Thursday, March 6, 2014

"It's in the Bone!!" (The New Union of Weight Loss Surgery and Orthopedic Surgery)

From Marnaynay.tumblr.com

Jim Carrey is a goof.

I'm an opportunistic fan of his- if I come across a viewing of one of his movies, I will watch and render a few laughs, sometimes a chuckle, sometimes unrestrained, and other times I can laugh and push the limits of continence (notable coming from a male).  There can be long expanses in his productions that it seems I am just waiting for the next laugh, other instances that i am in comedic rapture. Just my opinion-

So, why the reference? One scene I remember from Ace Ventura When Nature Calls, is the fight scene. Ace as the "White Devil", is a target for the Woochachu (phonetic spelling) Warrior that throws a spear and it hits its mark, in Carrey's leg.  Then another direct hit, in the other leg. The motion he makes as he emphasizes the arrows in his leg always makes me roll, and then he goes one step further, as if it's necessary, to explain why it is so painful..."It's in the Bone!!" and dances around holding each of the arrows to try and relieve the pain.

If you saw the movie, I am sure you remember the scene.  If not, sorry; guess you had to be there.
Lastly still, maybe you were there and didn't find it funny (like my wife, if I remember correctly), and then I just offer condolences for wasting so much of your time getting to topic....


Orthopedics and Bariatric Surgery - A New Union?

Total joint replacements of the weight bearing joints are on the rise, both in number and on younger patients than ever. Up a reported 165% in the past two years, according to JAMA.

The main reason for the procedures, of course, is pain and limited ROM.  And, with the obesity epidemic we are experiencing, irreversible degenerative joint disease is a direct byproduct of that environmental condition.

A interesting study was done recently in Canada that followed 125 obese knee replacement-candidates, who had to lose 10% of their body weight before they had surgery.  In the yet to be published study, about half of the patients dropped out of the study, and opted not to have their total joint surgery as they were symptomatically much better off.

It is known that six to eight times your body weight is borne through the knee, so for every 10 pounds lost, roughly 60-80 pounds less pressure is experienced situationally and therefore additively diminished over time. Obviously if the DJD is present / advanced enough, the Xray won't change, but the symptoms likely will.  And still further, without significant weight loss that may come from surgical or medical means, destructive joint forces continue to increase over time, with resultant progressive increase in pain and immobility. The boney changes to the joint are not reversible, and the cartilage is a finite entity as a cushion in the joint- once it's gone it's gone. No way to replace that.

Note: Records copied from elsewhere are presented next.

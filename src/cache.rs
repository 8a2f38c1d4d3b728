//! Content-hash keyed verdict cache with confidence-weighted TTLs.
//!
//! Behavior:
//! - `lookup` returns a stored verdict only while it is unexpired, with
//!   `cache_hit` set on the returned clone.
//! - `store` overwrites any prior entry; the TTL comes from the verdict's
//!   confidence level, so low-trust verdicts age out faster.
//! - Storage is in-memory; TTL-based cleanup runs periodically and expired
//!   entries are also dropped lazily on read.

use std::time::Duration;

use dashmap::DashMap;
use tokio::time::Instant;
use tokio_util::sync::CancellationToken;

use crate::artifact::ContentHash;
use crate::config::CacheConfig;
use crate::verdict::{ConfidenceLevel, Verdict};

#[derive(Clone)]
struct CacheEntry {
  verdict: Verdict,
  cached_at: Instant,
  ttl: Duration,
  confidence: ConfidenceLevel,
  version: &'static str,
}

impl CacheEntry {
  fn expired(&self) -> bool {
    self.cached_at.elapsed() > self.ttl
  }
}

/// Metadata surfaced next to a cached verdict for forensics.
#[derive(Clone, Debug, serde::Serialize)]
pub struct CacheEntryMeta {
  pub age_secs: u64,
  pub ttl_secs: u64,
  pub confidence: ConfidenceLevel,
  pub version: &'static str,
}

#[derive(Clone)]
pub struct VerdictCache {
  map: std::sync::Arc<DashMap<String, CacheEntry>>,
  cfg: CacheConfig,
}

impl VerdictCache {
  pub fn new(cfg: CacheConfig) -> Self {
    Self { map: std::sync::Arc::new(DashMap::new()), cfg }
  }

  /// Returns the cached verdict for `hash` if present and unexpired.
  /// The returned clone has `cache_hit = true`.
  pub fn lookup(&self, hash: &ContentHash) -> Option<Verdict> {
    let key = hash.as_str();
    {
      let entry = self.map.get(key)?;
      if !entry.expired() {
        let mut verdict = entry.verdict.clone();
        verdict.cache_hit = true;
        return Some(verdict);
      }
    }
    self.map.remove(key);
    None
  }

  pub fn meta(&self, hash: &ContentHash) -> Option<CacheEntryMeta> {
    let entry = self.map.get(hash.as_str())?;
    if entry.expired() {
      return None;
    }
    Some(CacheEntryMeta {
      age_secs: entry.cached_at.elapsed().as_secs(),
      ttl_secs: entry.ttl.as_secs(),
      confidence: entry.confidence,
      version: entry.version,
    })
  }

  /// Stores `verdict` under `hash`, replacing any prior entry.
  pub fn store(&self, hash: &ContentHash, verdict: &Verdict) {
    let confidence = verdict.confidence_level;
    let ttl = Duration::from_secs(self.cfg.ttl_secs(confidence));
    self.map.insert(
      hash.as_str().to_string(),
      CacheEntry {
        verdict: verdict.clone(),
        cached_at: Instant::now(),
        ttl,
        confidence,
        version: env!("CARGO_PKG_VERSION"),
      },
    );
  }

  pub fn len(&self) -> usize {
    self.map.len()
  }

  pub fn is_empty(&self) -> bool {
    self.map.is_empty()
  }

  pub fn sweep_expired(&self) {
    self.map.retain(|_, entry| !entry.expired());
  }

  /// Periodic cleanup loop; exits when `shutdown` fires.
  pub async fn janitor(&self, interval: Duration, shutdown: CancellationToken) {
    let mut tick = tokio::time::interval(interval.max(Duration::from_secs(1)));
    tick.set_missed_tick_behavior(tokio::time::MissedTickBehavior::Skip);
    loop {
      tokio::select! {
        _ = shutdown.cancelled() => return,
        _ = tick.tick() => self.sweep_expired(),
      }
    }
  }
}

#[cfg(test)]
mod tests {
  use super::*;
  use crate::artifact::ArtifactClass;
  use crate::verdict::*;
  use smallvec::SmallVec;

  fn verdict(level: ConfidenceLevel) -> Verdict {
    Verdict {
      is_authentic: true,
      confidence_level: level,
      artifact_class: ArtifactClass::Image,
      content_hash_prefix: "0123456789abcdef".into(),
      performance_class: PerformanceClass::Optimal,
      correlation_id: "corr-1".into(),
      timestamp_utc: 0,
      cache_hit: false,
      degraded: false,
      details: VerdictDetails {
        local: Default::default(),
        mirror: MirrorEnvelope::Ok { networks: vec![] },
        consensus: LocalConsensus {
          votes: 1,
          positives: 1,
          positive_ratio: 1.0,
          weighted_confidence: 1.0,
          level,
          is_authentic: true,
          sources: SmallVec::new(),
        },
        superior: SuperiorEnvelope::Timeout,
      },
    }
  }

  fn hash(data: &[u8]) -> ContentHash {
    ContentHash::of_bytes(data)
  }

  #[tokio::test]
  async fn lookup_marks_cache_hit() {
    let cache = VerdictCache::new(CacheConfig::default());
    let h = hash(b"a");
    cache.store(&h, &verdict(ConfidenceLevel::High));

    let got = cache.lookup(&h).unwrap();
    assert!(got.cache_hit);
    assert!(!cache.lookup(&hash(b"b")).is_some());
  }

  #[tokio::test(start_paused = true)]
  async fn entries_expire_by_confidence() {
    let cache = VerdictCache::new(CacheConfig {
      ttl_high_secs: 100,
      ttl_review_required_secs: 10,
      ..CacheConfig::default()
    });
    let trusted = hash(b"trusted");
    let disputed = hash(b"disputed");
    cache.store(&trusted, &verdict(ConfidenceLevel::High));
    cache.store(&disputed, &verdict(ConfidenceLevel::ReviewRequired));

    tokio::time::advance(Duration::from_secs(11)).await;
    assert!(cache.lookup(&disputed).is_none());
    assert!(cache.lookup(&trusted).is_some());

    tokio::time::advance(Duration::from_secs(100)).await;
    assert!(cache.lookup(&trusted).is_none());
  }

  #[tokio::test(start_paused = true)]
  async fn store_overwrites_and_sweep_drops_expired() {
    let cache = VerdictCache::new(CacheConfig { ttl_low_secs: 5, ..CacheConfig::default() });
    let h = hash(b"x");
    cache.store(&h, &verdict(ConfidenceLevel::Low));
    cache.store(&h, &verdict(ConfidenceLevel::Low));
    assert_eq!(cache.len(), 1);

    tokio::time::advance(Duration::from_secs(6)).await;
    cache.sweep_expired();
    assert!(cache.is_empty());
  }

  #[tokio::test]
  async fn meta_reports_entry_details() {
    let cache = VerdictCache::new(CacheConfig::default());
    let h = hash(b"m");
    cache.store(&h, &verdict(ConfidenceLevel::Medium));
    let meta = cache.meta(&h).unwrap();
    assert_eq!(meta.ttl_secs, 7_200);
    assert!(matches!(meta.confidence, ConfidenceLevel::Medium));
  }
}
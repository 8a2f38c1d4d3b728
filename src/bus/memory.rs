//! In-memory stream bus with consumer-group semantics.
//!
//! The default backend: an append-only log per stream, per-group cursors,
//! and a pending list per group that empties on ack. Pending entries carry
//! their delivery time so `reclaim_stale` can re-deliver messages stranded
//! by a consumer that died before acking. Used in production as the
//! embedded fallback and everywhere in tests, where `set_connected`
//! simulates an outage without tearing anything down.
//!
//! Streams are bounded rings: the oldest entries fall off once a stream
//! reaches its capacity, matching the approximate trimming a real deployment
//! applies with MAXLEN.

use std::collections::{HashMap, VecDeque};
use std::sync::Arc;
use std::sync::atomic::{AtomicBool, AtomicU64, Ordering};
use std::time::Duration;

use async_trait::async_trait;
use dashmap::DashMap;
use parking_lot::Mutex;
use tokio::sync::Notify;
use tokio::time::Instant;

use super::{Fields, MessageId, StreamBus};
use crate::metrics::epoch_ms;

/// Entries retained per stream before the oldest are dropped.
const STREAM_CAPACITY: usize = 10_000;

struct Entry {
    seq: u64,
    id: MessageId,
    fields: Fields,
}

struct PendingEntry {
    seq: u64,
    /// Last delivery time; reset when the message is reclaimed.
    delivered_at: Instant,
}

#[derive(Default)]
struct GroupState {
    /// Sequence of the last entry delivered to this group.
    cursor: u64,
    /// Delivered but not yet acked, by message id.
    pending: HashMap<String, PendingEntry>,
}

#[derive(Default)]
struct StreamState {
    entries: VecDeque<Entry>,
    groups: HashMap<String, GroupState>,
}

struct StreamInner {
    state: Mutex<StreamState>,
    appended: Notify,
}

pub struct MemoryBus {
    streams: DashMap<String, Arc<StreamInner>>,
    seq: AtomicU64,
    connected: AtomicBool,
}

impl MemoryBus {
    pub fn new() -> Self {
        Self {
            streams: DashMap::new(),
            seq: AtomicU64::new(0),
            connected: AtomicBool::new(true),
        }
    }

    /// Simulates losing or regaining the bus. While disconnected every
    /// operation fails the way a dead socket would.
    pub fn set_connected(&self, connected: bool) {
        self.connected.store(connected, Ordering::SeqCst);
    }

    /// Messages delivered to `group` on `stream` and not yet acked.
    pub fn pending_count(&self, stream: &str, group: &str) -> usize {
        self.streams
            .get(stream)
            .map(|s| {
                s.state
                    .lock()
                    .groups
                    .get(group)
                    .map(|g| g.pending.len())
                    .unwrap_or(0)
            })
            .unwrap_or(0)
    }

    /// Total entries currently retained on a stream.
    pub fn stream_len(&self, stream: &str) -> usize {
        self.streams
            .get(stream)
            .map(|s| s.state.lock().entries.len())
            .unwrap_or(0)
    }

    fn stream(&self, name: &str) -> Arc<StreamInner> {
        self.streams
            .entry(name.to_string())
            .or_insert_with(|| {
                Arc::new(StreamInner {
                    state: Mutex::new(StreamState::default()),
                    appended: Notify::new(),
                })
            })
            .clone()
    }

    fn check_connected(&self) -> anyhow::Result<()> {
        if self.connected.load(Ordering::SeqCst) {
            Ok(())
        } else {
            Err(anyhow::anyhow!("bus unreachable"))
        }
    }
}

impl Default for MemoryBus {
    fn default() -> Self {
        Self::new()
    }
}

#[async_trait]
impl StreamBus for MemoryBus {
    async fn publish(&self, stream: &str, fields: &Fields) -> anyhow::Result<MessageId> {
        self.check_connected()?;
        let inner = self.stream(stream);
        let seq = self.seq.fetch_add(1, Ordering::SeqCst) + 1;
        let id = MessageId(format!("{}-{seq}", epoch_ms()));

        let mut state = inner.state.lock();
        if state.entries.len() == STREAM_CAPACITY {
            state.entries.pop_front();
        }
        state.entries.push_back(Entry { seq, id: id.clone(), fields: fields.clone() });
        drop(state);

        inner.appended.notify_waiters();
        Ok(id)
    }

    async fn ensure_group(&self, stream: &str, group: &str) -> anyhow::Result<()> {
        self.check_connected()?;
        let inner = self.stream(stream);
        let mut state = inner.state.lock();
        // Creating an existing group is success, like BUSYGROUP.
        state.groups.entry(group.to_string()).or_default();
        Ok(())
    }

    async fn consume(
        &self,
        stream: &str,
        group: &str,
        _consumer: &str,
        batch: usize,
        block: Duration,
    ) -> anyhow::Result<Vec<(MessageId, Fields)>> {
        self.check_connected()?;
        let inner = self.stream(stream);
        let deadline = Instant::now() + block;

        loop {
            // Register wakeup interest before looking, so an append landing
            // between the check and the wait is never missed.
            let mut appended = std::pin::pin!(inner.appended.notified());
            appended.as_mut().enable();

            {
                let mut state = inner.state.lock();
                let cursor = state.groups.entry(group.to_string()).or_default().cursor;

                let fresh: Vec<(u64, MessageId, Fields)> = state
                    .entries
                    .iter()
                    .filter(|e| e.seq > cursor)
                    .take(batch.max(1))
                    .map(|e| (e.seq, e.id.clone(), e.fields.clone()))
                    .collect();

                if !fresh.is_empty() {
                    let now = Instant::now();
                    let group_state = state.groups.entry(group.to_string()).or_default();
                    let mut out = Vec::with_capacity(fresh.len());
                    for (seq, id, fields) in fresh {
                        group_state.cursor = seq;
                        group_state
                            .pending
                            .insert(id.0.clone(), PendingEntry { seq, delivered_at: now });
                        out.push((id, fields));
                    }
                    return Ok(out);
                }
            }

            let remaining = deadline.saturating_duration_since(Instant::now());
            if remaining.is_zero() {
                return Ok(Vec::new());
            }
            tokio::select! {
                _ = &mut appended => {}
                _ = tokio::time::sleep(remaining) => return Ok(Vec::new()),
            }
            self.check_connected()?;
        }
    }

    async fn ack(&self, stream: &str, group: &str, id: &MessageId) -> anyhow::Result<()> {
        self.check_connected()?;
        let inner = self.stream(stream);
        let mut state = inner.state.lock();
        if let Some(group_state) = state.groups.get_mut(group) {
            if group_state.pending.remove(&id.0).is_none() {
                tracing::debug!(stream, group, id = %id, "ack for a message not pending");
            }
        }
        Ok(())
    }

    async fn reclaim_stale(
        &self,
        stream: &str,
        group: &str,
        _consumer: &str,
        min_idle: Duration,
    ) -> anyhow::Result<Vec<(MessageId, Fields)>> {
        self.check_connected()?;
        let inner = self.stream(stream);
        let mut state = inner.state.lock();
        let now = Instant::now();

        let stale: Vec<(String, u64)> = match state.groups.get(group) {
            Some(group_state) => group_state
                .pending
                .iter()
                .filter(|(_, p)| now.duration_since(p.delivered_at) >= min_idle)
                .map(|(id, p)| (id.clone(), p.seq))
                .collect(),
            None => return Ok(Vec::new()),
        };

        let mut out = Vec::new();
        for (id, seq) in stale {
            let fields = state
                .entries
                .iter()
                .find(|e| e.seq == seq)
                .map(|e| e.fields.clone());
            let Some(group_state) = state.groups.get_mut(group) else { break };
            match fields {
                Some(fields) => {
                    if let Some(pending) = group_state.pending.get_mut(&id) {
                        pending.delivered_at = now;
                    }
                    out.push((MessageId(id), fields));
                }
                None => {
                    // The entry fell off the bounded ring; nothing left to
                    // redeliver, so stop carrying it as pending.
                    tracing::warn!(stream, group, id = %id, "pending message trimmed before reclaim");
                    group_state.pending.remove(&id);
                }
            }
        }
        Ok(out)
    }

    fn connected(&self) -> bool {
        self.connected.load(Ordering::SeqCst)
    }
}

In effect, weight loss is weight loss, as far as the joints are concerned, and the quicker it comes off - maybe even just 10% to start to make a demonstrable difference- as well as the more significantly it comes off, and stays off, the better for the skeletal system.

I have seen numerous patients in the office over the past few years that have had bariatric surgery, or are in process to have it, who have in essence been referred by their orthopedic surgeon as a safer / expedient way to get to their total joint replacement to treat their irreversible and very symptomatic DJD.

The benefits of substantial weight loss before total joint surgery are multiple: safer for the patient, less post op complications, easier airway management, better wound management, easier PT / Rehab post-surgery, reduced risk of DVT, and less risk of hardware needing to be replaced prematurely. This is my own and likely partial list, mostly common-sense, but not taken from any specific study.

The downside? Maybe less surgeries for our local orthopedists, but I think they would all agree that total joint surgery is a good surgery if necessary, but avoiding or postponing it in a patient with obesity is quite uniformly a good thing.